The service is not exclusive to Amazon Prime users, but they
benefit by a substantial subscription discount. The service is $4.99 a month for
one child without Prime and $2.99 with Prime. Up to 6 children can have access
for $9.99 a month, but again enjoy a discount with Prime with the subscription dropping
to $6.99. So FreeTime starts to become a 'no brainer' for Prime parents and could
add that extra value to convert parents to Prime and for them to enjoy the
benefits of the overall Prime service. This use of a ‘blanket service’ offer
that ties added value benefits across many of the Amazon services is a very
clever and effectively starts to further lock in customers to Amazon and
becomes an added value attraction to attract more consumers to Prime.

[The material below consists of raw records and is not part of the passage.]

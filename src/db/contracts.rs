use chrono::Utc;
use sea_orm::*;
use uuid::Uuid;

use crate::models::contracts::{self, ContractType, Status};

/// Insert a work contract. The farmer's acceptance authors it, so it starts
/// signed by the farmer.
pub async fn insert_work_contract<C: ConnectionTrait>(
    conn: &C,
    project_id: Uuid,
    farmer_id: Uuid,
    worker_id: Uuid,
) -> Result<contracts::Model, DbErr> {
    insert_contract(conn, ContractType::Work, farmer_id, |c| {
        c.project_id = Set(Some(project_id));
        c.worker_id = Set(Some(worker_id));
    })
    .await
}

pub async fn insert_delivery_contract<C: ConnectionTrait>(
    conn: &C,
    delivery_id: Uuid,
    farmer_id: Uuid,
    driver_id: Uuid,
) -> Result<contracts::Model, DbErr> {
    insert_contract(conn, ContractType::Delivery, farmer_id, |c| {
        c.delivery_id = Set(Some(delivery_id));
        c.driver_id = Set(Some(driver_id));
    })
    .await
}

async fn insert_contract<C, F>(
    conn: &C,
    contract_type: ContractType,
    farmer_id: Uuid,
    subject: F,
) -> Result<contracts::Model, DbErr>
where
    C: ConnectionTrait,
    F: FnOnce(&mut contracts::ActiveModel),
{
    let now = Utc::now();
    let mut contract = contracts::ActiveModel {
        id: Set(Uuid::new_v4()),
        contract_type: Set(contract_type),
        project_id: Set(None),
        delivery_id: Set(None),
        farmer_id: Set(farmer_id),
        worker_id: Set(None),
        driver_id: Set(None),
        signed_by_farmer: Set(true),
        signed_by_second_party: Set(false),
        signed_at: Set(None),
        status: Set(Status::PendingSignature),
        created_at: Set(now),
        updated_at: Set(now),
    };
    subject(&mut contract);

    contract.insert(conn).await
}

/// Fetch a single contract by ID.
pub async fn get_contract_by_id<C: ConnectionTrait>(
    conn: &C,
    id: Uuid,
) -> Result<Option<contracts::Model>, DbErr> {
    contracts::Entity::find_by_id(id).one(conn).await
}

pub async fn lock_contract<C: ConnectionTrait>(
    conn: &C,
    id: Uuid,
) -> Result<Option<contracts::Model>, DbErr> {
    contracts::Entity::find_by_id(id)
        .lock_exclusive()
        .one(conn)
        .await
}

/// Contracts where the user is the farmer, the worker or the driver, newest first.
pub async fn get_contracts_for_party<C: ConnectionTrait>(
    conn: &C,
    user_id: Uuid,
) -> Result<Vec<contracts::Model>, DbErr> {
    contracts::Entity::find()
        .filter(
            Condition::any()
                .add(contracts::Column::FarmerId.eq(user_id))
                .add(contracts::Column::WorkerId.eq(user_id))
                .add(contracts::Column::DriverId.eq(user_id)),
        )
        .order_by_desc(contracts::Column::CreatedAt)
        .all(conn)
        .await
}

/// Work contracts of a project that are still open (`pending_signature` or `active`).
pub async fn lock_open_contracts_for_project<C: ConnectionTrait>(
    conn: &C,
    project_id: Uuid,
) -> Result<Vec<contracts::Model>, DbErr> {
    contracts::Entity::find()
        .filter(contracts::Column::ProjectId.eq(project_id))
        .filter(contracts::Column::Status.is_in([Status::PendingSignature, Status::Active]))
        .lock_exclusive()
        .all(conn)
        .await
}

/// Record the second party's signature and activate the contract.
pub async fn mark_signed<C: ConnectionTrait>(
    conn: &C,
    contract: contracts::Model,
) -> Result<contracts::Model, DbErr> {
    let now = Utc::now();
    let mut active: contracts::ActiveModel = contract.into();
    active.signed_by_second_party = Set(true);
    active.signed_at = Set(Some(now));
    active.status = Set(Status::Active);
    active.updated_at = Set(now);
    active.update(conn).await
}

pub async fn update_contract_status<C: ConnectionTrait>(
    conn: &C,
    contract: contracts::Model,
    status: Status,
) -> Result<contracts::Model, DbErr> {
    let mut active: contracts::ActiveModel = contract.into();
    active.status = Set(status);
    active.updated_at = Set(Utc::now());
    active.update(conn).await
}
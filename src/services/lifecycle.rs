//! Project and delivery lifecycle after the match: completion, transit and
//! cancellation.
//!
//! Lock order everywhere: invoice, then project or delivery, then contracts,
//! assignments and applications.

use sea_orm::{ConnectionTrait, DatabaseConnection, TransactionTrait};
use tracing::info;
use uuid::Uuid;

use crate::db::{
    contracts as contract_db, deliveries as delivery_db, invoices as invoice_db,
    projects as project_db,
};
use crate::error::{CoreError, CoreResult};
use crate::models::invoices::{self, Obligation};
use crate::models::project_applications as applications;
use crate::models::project_assignments as assignments;
use crate::models::{contracts, deliveries, projects};
use crate::services::payments::settlement;

async fn latest_invoice_is_paid<C: ConnectionTrait>(
    conn: &C,
    obligation: Obligation,
) -> CoreResult<bool> {
    Ok(invoice_db::latest_invoice_for(conn, obligation)
        .await?
        .is_some_and(|i| i.status == invoices::Status::Paid))
}

/// Complete the project once every staffed assignment is done and the
/// invoice is paid. Its work contracts complete with it.
async fn finalize_project_if_done<C: ConnectionTrait>(
    conn: &C,
    project: projects::Model,
) -> CoreResult<projects::Model> {
    if project.status != projects::Status::InProgress {
        return Ok(project);
    }

    let staffed = project_db::list_staffed_assignments(conn, project.id).await?;
    let all_done = !staffed.is_empty()
        && staffed
            .iter()
            .all(|a| a.status == assignments::Status::Completed);
    if !all_done || !latest_invoice_is_paid(conn, Obligation::project(project.id)).await? {
        return Ok(project);
    }

    for contract in contract_db::lock_open_contracts_for_project(conn, project.id).await? {
        contract_db::update_contract_status(conn, contract, contracts::Status::Completed).await?;
    }
    let project =
        project_db::update_project_status(conn, project, projects::Status::Completed).await?;
    info!(project_id = %project.id, "Project completed");
    Ok(project)
}

/// The farmer attests an assignment's work as done.
pub async fn complete_assignment(
    db: &DatabaseConnection,
    assignment_id: Uuid,
    farmer_id: Uuid,
) -> CoreResult<(assignments::Model, projects::Model)> {
    let txn = db.begin().await?;

    let peek = project_db::get_assignment_by_id(&txn, assignment_id)
        .await?
        .ok_or_else(|| CoreError::not_found("Assignment", assignment_id))?;
    let project = project_db::lock_project(&txn, peek.project_id)
        .await?
        .ok_or_else(|| CoreError::not_found("Project", peek.project_id))?;
    let assignment = project_db::lock_assignment(&txn, assignment_id)
        .await?
        .ok_or_else(|| CoreError::not_found("Assignment", assignment_id))?;

    if project.farmer_id != farmer_id {
        return Err(CoreError::Forbidden(
            "Only the project owner can complete assignments".to_string(),
        ));
    }
    if project.status != projects::Status::InProgress {
        return Err(CoreError::IllegalState(
            "Project is not in progress".to_string(),
        ));
    }
    if !assignments::Status::ACTIVE.contains(&assignment.status) {
        return Err(CoreError::IllegalState(format!(
            "Assignment is already {:?}",
            assignment.status
        )));
    }

    let assignment =
        project_db::update_assignment_status(&txn, assignment, assignments::Status::Completed)
            .await?;
    info!(assignment_id = %assignment.id, worker_id = %assignment.worker_id, "Assignment completed");
    let project = finalize_project_if_done(&txn, project).await?;

    txn.commit().await?;
    Ok((assignment, project))
}

/// The driver picks up the goods. Needs an active contract and a paid invoice.
pub async fn start_delivery(
    db: &DatabaseConnection,
    delivery_id: Uuid,
    driver_id: Uuid,
) -> CoreResult<deliveries::Model> {
    let txn = db.begin().await?;

    let delivery = delivery_db::lock_delivery(&txn, delivery_id)
        .await?
        .ok_or_else(|| CoreError::not_found("Delivery", delivery_id))?;

    if delivery.driver_id != Some(driver_id) {
        return Err(CoreError::Forbidden(
            "Only the assigned driver can start this delivery".to_string(),
        ));
    }
    if delivery.status != deliveries::Status::PendingSignature {
        return Err(CoreError::IllegalState(
            "Delivery cannot be started from its current status".to_string(),
        ));
    }

    let contract_active = match delivery.contract_id {
        Some(contract_id) => contract_db::get_contract_by_id(&txn, contract_id)
            .await?
            .is_some_and(|c| c.status == contracts::Status::Active),
        None => false,
    };
    if !contract_active {
        return Err(CoreError::IllegalState(
            "Delivery contract has not been signed".to_string(),
        ));
    }
    if !latest_invoice_is_paid(&txn, Obligation::delivery(delivery.id)).await? {
        return Err(CoreError::IllegalState(
            "Delivery invoice has not been paid".to_string(),
        ));
    }

    let delivery =
        delivery_db::update_delivery_status(&txn, delivery, deliveries::Status::InTransit).await?;
    txn.commit().await?;

    info!(delivery_id = %delivery.id, "Delivery in transit");
    Ok(delivery)
}

/// The driver hands over the goods; the contract completes.
pub async fn mark_delivered(
    db: &DatabaseConnection,
    delivery_id: Uuid,
    driver_id: Uuid,
) -> CoreResult<deliveries::Model> {
    let txn = db.begin().await?;

    let delivery = delivery_db::lock_delivery(&txn, delivery_id)
        .await?
        .ok_or_else(|| CoreError::not_found("Delivery", delivery_id))?;

    if delivery.driver_id != Some(driver_id) {
        return Err(CoreError::Forbidden(
            "Only the assigned driver can complete this delivery".to_string(),
        ));
    }
    if delivery.status != deliveries::Status::InTransit {
        return Err(CoreError::IllegalState(
            "Delivery is not in transit".to_string(),
        ));
    }

    if let Some(contract_id) = delivery.contract_id {
        if let Some(contract) = contract_db::lock_contract(&txn, contract_id).await? {
            contract_db::update_contract_status(&txn, contract, contracts::Status::Completed)
                .await?;
        }
    }
    let delivery =
        delivery_db::update_delivery_status(&txn, delivery, deliveries::Status::Delivered).await?;
    txn.commit().await?;

    info!(delivery_id = %delivery.id, "Delivery completed");
    Ok(delivery)
}

/// Cancel a project that has not been paid for.
pub async fn cancel_project(
    db: &DatabaseConnection,
    project_id: Uuid,
    farmer_id: Uuid,
) -> CoreResult<projects::Model> {
    let txn = db.begin().await?;

    let pending_invoice =
        invoice_db::lock_pending_invoice_for(&txn, Obligation::project(project_id)).await?;
    let project = project_db::lock_project(&txn, project_id)
        .await?
        .ok_or_else(|| CoreError::not_found("Project", project_id))?;
    // A staffing commit may have issued the invoice while we waited on the project.
    let pending_invoice = match pending_invoice {
        Some(invoice) => Some(invoice),
        None => invoice_db::lock_pending_invoice_for(&txn, Obligation::project(project_id)).await?,
    };

    if project.farmer_id != farmer_id {
        return Err(CoreError::Forbidden(
            "Only the project owner can cancel it".to_string(),
        ));
    }
    if !project.status.is_cancellable() {
        return Err(CoreError::IllegalState(format!(
            "Project cannot be cancelled while {:?}",
            project.status
        )));
    }

    for contract in contract_db::lock_open_contracts_for_project(&txn, project.id).await? {
        contract_db::update_contract_status(&txn, contract, contracts::Status::Terminated).await?;
    }
    for assignment in project_db::list_staffed_assignments(&txn, project.id).await? {
        project_db::update_assignment_status(&txn, assignment, assignments::Status::Terminated)
            .await?;
    }
    for application in project_db::lock_pending_applications(&txn, project.id).await? {
        project_db::update_application_status(&txn, application, applications::Status::Rejected)
            .await?;
    }
    if let Some(invoice) = pending_invoice {
        settlement::fail_invoice(&txn, invoice).await?;
    }

    let project =
        project_db::update_project_status(&txn, project, projects::Status::Cancelled).await?;
    txn.commit().await?;

    info!(project_id = %project.id, "Project cancelled");
    Ok(project)
}

/// Cancel a delivery before its invoice is paid.
pub async fn cancel_delivery(
    db: &DatabaseConnection,
    delivery_id: Uuid,
    farmer_id: Uuid,
) -> CoreResult<deliveries::Model> {
    let txn = db.begin().await?;

    let obligation = Obligation::delivery(delivery_id);
    let pending_invoice = invoice_db::lock_pending_invoice_for(&txn, obligation).await?;
    let delivery = delivery_db::lock_delivery(&txn, delivery_id)
        .await?
        .ok_or_else(|| CoreError::not_found("Delivery", delivery_id))?;
    let pending_invoice = match pending_invoice {
        Some(invoice) => Some(invoice),
        None => invoice_db::lock_pending_invoice_for(&txn, obligation).await?,
    };

    if delivery.farmer_id != farmer_id {
        return Err(CoreError::Forbidden(
            "Only the sender can cancel this delivery".to_string(),
        ));
    }
    if !matches!(
        delivery.status,
        deliveries::Status::PendingDriver | deliveries::Status::PendingSignature
    ) {
        return Err(CoreError::IllegalState(
            "Delivery can no longer be cancelled".to_string(),
        ));
    }
    if latest_invoice_is_paid(&txn, obligation).await? {
        return Err(CoreError::IllegalState(
            "Delivery has already been paid".to_string(),
        ));
    }

    if let Some(contract_id) = delivery.contract_id {
        if let Some(contract) = contract_db::lock_contract(&txn, contract_id).await? {
            if matches!(
                contract.status,
                contracts::Status::PendingSignature | contracts::Status::Active
            ) {
                contract_db::update_contract_status(&txn, contract, contracts::Status::Terminated)
                    .await?;
            }
        }
    }
    if let Some(invoice) = pending_invoice {
        settlement::fail_invoice(&txn, invoice).await?;
    }

    let delivery =
        delivery_db::update_delivery_status(&txn, delivery, deliveries::Status::Cancelled).await?;
    txn.commit().await?;

    info!(delivery_id = %delivery.id, "Delivery cancelled");
    Ok(delivery)
}
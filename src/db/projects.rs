use chrono::Utc;
use sea_orm::*;
use uuid::Uuid;

use crate::models::project_applications as applications;
use crate::models::project_assignments as assignments;
use crate::models::projects::{self, CreateProject};
use crate::money::Money;

// ── Projects ──

/// Insert a new project with the given starting status.
pub async fn insert_project<C: ConnectionTrait>(
    conn: &C,
    farmer_id: Uuid,
    input: CreateProject,
    status: projects::Status,
) -> Result<projects::Model, DbErr> {
    let now = Utc::now();
    let project = projects::ActiveModel {
        id: Set(Uuid::new_v4()),
        farmer_id: Set(farmer_id),
        title: Set(input.title),
        description: Set(input.description),
        location: Set(input.location),
        workers_needed: Set(input.workers_needed),
        start_date: Set(input.start_date),
        end_date: Set(input.end_date),
        payment_type: Set(input.payment_type),
        payment_rate: Set(input.payment_rate),
        status: Set(status),
        created_at: Set(now),
        updated_at: Set(now),
    };

    project.insert(conn).await
}

pub async fn get_project_by_id<C: ConnectionTrait>(
    conn: &C,
    id: Uuid,
) -> Result<Option<projects::Model>, DbErr> {
    projects::Entity::find_by_id(id).one(conn).await
}

pub async fn get_projects_by_ids<C: ConnectionTrait>(
    conn: &C,
    ids: Vec<Uuid>,
) -> Result<Vec<projects::Model>, DbErr> {
    if ids.is_empty() {
        return Ok(Vec::new());
    }
    projects::Entity::find()
        .filter(projects::Column::Id.is_in(ids))
        .all(conn)
        .await
}

/// `SELECT … FOR UPDATE` on a project row.
pub async fn lock_project<C: ConnectionTrait>(
    conn: &C,
    id: Uuid,
) -> Result<Option<projects::Model>, DbErr> {
    projects::Entity::find_by_id(id)
        .lock_exclusive()
        .one(conn)
        .await
}

pub async fn update_project_status<C: ConnectionTrait>(
    conn: &C,
    project: projects::Model,
    status: projects::Status,
) -> Result<projects::Model, DbErr> {
    let mut active: projects::ActiveModel = project.into();
    active.status = Set(status);
    active.updated_at = Set(Utc::now());
    active.update(conn).await
}

// ── Applications ──

pub async fn insert_application<C: ConnectionTrait>(
    conn: &C,
    project_id: Uuid,
    worker_id: Uuid,
    message: String,
) -> Result<applications::Model, DbErr> {
    let now = Utc::now();
    let application = applications::ActiveModel {
        id: Set(Uuid::new_v4()),
        project_id: Set(project_id),
        worker_id: Set(worker_id),
        message: Set(message),
        status: Set(applications::Status::Pending),
        created_at: Set(now),
        updated_at: Set(now),
    };

    application.insert(conn).await
}

pub async fn find_application<C: ConnectionTrait>(
    conn: &C,
    project_id: Uuid,
    worker_id: Uuid,
) -> Result<Option<applications::Model>, DbErr> {
    applications::Entity::find()
        .filter(applications::Column::ProjectId.eq(project_id))
        .filter(applications::Column::WorkerId.eq(worker_id))
        .one(conn)
        .await
}

pub async fn get_application_by_id<C: ConnectionTrait>(
    conn: &C,
    id: Uuid,
) -> Result<Option<applications::Model>, DbErr> {
    applications::Entity::find_by_id(id).one(conn).await
}

pub async fn lock_application<C: ConnectionTrait>(
    conn: &C,
    id: Uuid,
) -> Result<Option<applications::Model>, DbErr> {
    applications::Entity::find_by_id(id)
        .lock_exclusive()
        .one(conn)
        .await
}

pub async fn update_application_status<C: ConnectionTrait>(
    conn: &C,
    application: applications::Model,
    status: applications::Status,
) -> Result<applications::Model, DbErr> {
    let mut active: applications::ActiveModel = application.into();
    active.status = Set(status);
    active.updated_at = Set(Utc::now());
    active.update(conn).await
}

/// Pending applications of a project, locked.
pub async fn lock_pending_applications<C: ConnectionTrait>(
    conn: &C,
    project_id: Uuid,
) -> Result<Vec<applications::Model>, DbErr> {
    applications::Entity::find()
        .filter(applications::Column::ProjectId.eq(project_id))
        .filter(applications::Column::Status.eq(applications::Status::Pending))
        .lock_exclusive()
        .all(conn)
        .await
}

// ── Assignments ──

pub async fn insert_assignment<C: ConnectionTrait>(
    conn: &C,
    project_id: Uuid,
    worker_id: Uuid,
    contract_id: Uuid,
    agreed_rate: Money,
) -> Result<assignments::Model, DbErr> {
    let now = Utc::now();
    let assignment = assignments::ActiveModel {
        id: Set(Uuid::new_v4()),
        project_id: Set(project_id),
        worker_id: Set(worker_id),
        contract_id: Set(contract_id),
        agreed_rate: Set(agreed_rate),
        status: Set(assignments::Status::Assigned),
        created_at: Set(now),
        updated_at: Set(now),
    };

    assignment.insert(conn).await
}

pub async fn get_assignment_by_id<C: ConnectionTrait>(
    conn: &C,
    id: Uuid,
) -> Result<Option<assignments::Model>, DbErr> {
    assignments::Entity::find_by_id(id).one(conn).await
}

pub async fn lock_assignment<C: ConnectionTrait>(
    conn: &C,
    id: Uuid,
) -> Result<Option<assignments::Model>, DbErr> {
    assignments::Entity::find_by_id(id)
        .lock_exclusive()
        .one(conn)
        .await
}

/// Assignments of a project that were not terminated, oldest first.
pub async fn list_staffed_assignments<C: ConnectionTrait>(
    conn: &C,
    project_id: Uuid,
) -> Result<Vec<assignments::Model>, DbErr> {
    assignments::Entity::find()
        .filter(assignments::Column::ProjectId.eq(project_id))
        .filter(assignments::Column::Status.ne(assignments::Status::Terminated))
        .order_by_asc(assignments::Column::CreatedAt)
        .order_by_asc(assignments::Column::Id)
        .all(conn)
        .await
}

pub async fn count_staffed_assignments<C: ConnectionTrait>(
    conn: &C,
    project_id: Uuid,
) -> Result<u64, DbErr> {
    assignments::Entity::find()
        .filter(assignments::Column::ProjectId.eq(project_id))
        .filter(assignments::Column::Status.ne(assignments::Status::Terminated))
        .count(conn)
        .await
}

/// Number of `assigned`/`started` assignments held by a worker.
pub async fn count_active_assignments_for_worker<C: ConnectionTrait>(
    conn: &C,
    worker_id: Uuid,
) -> Result<u64, DbErr> {
    assignments::Entity::find()
        .filter(assignments::Column::WorkerId.eq(worker_id))
        .filter(assignments::Column::Status.is_in(assignments::Status::ACTIVE))
        .count(conn)
        .await
}

pub async fn update_assignment_status<C: ConnectionTrait>(
    conn: &C,
    assignment: assignments::Model,
    status: assignments::Status,
) -> Result<assignments::Model, DbErr> {
    let mut active: assignments::ActiveModel = assignment.into();
    active.status = Set(status);
    active.updated_at = Set(Utc::now());
    active.update(conn).await
}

FreeTime will serve up only hand picked content and media
which itself assures parent that material is controlled. Freetime is itself
attractive to content providers who don’t want to miss out on this audience. No
other book publisher or retailer can easily match the overall offer. So it
becomes a double lock in.
Amazon has built in
parent controls that enable them to set limits on categories such as video and
games, appealing to parents sensitivities and enabling them to give their
children more time to read. Parents can also build individual child profiles
which can control what each child can access and the time that they are on the individual
service elements. Gone are the dry industry based categories and book shelves, the content is design to engage children with
colour, graphics and child orientated navigation. Amazon is making the digital
book work and not simply creating wizardry.
By starting with young children Amazon have also played another
clever card. It starts to enrich its
appeal to parents, adds even more value to Prime and importantly creates a
model which can be easily reproduced to appeal to older or specialist groups,
or even grow with the young user, appeal to the educational market and become a
‘must do’ for content providers.
In the words of the Jesuits, ‘ Give me a child until the age
of seven and I will give you a man’. In the
words of Amazon, ‘Give me a child until the age of eight and I will give you a family
of Amazon customers for life.’
1 comment:
Let me be the first to suggest that perhaps these young children should be doing something other than watching Amazon stuff on a tablet.
Run, play, bike, climb trees, play games with other kids not machines, and all the rest. Don't sit on a couch and grow fat and flabby. Kids need to learn to entertain themselves.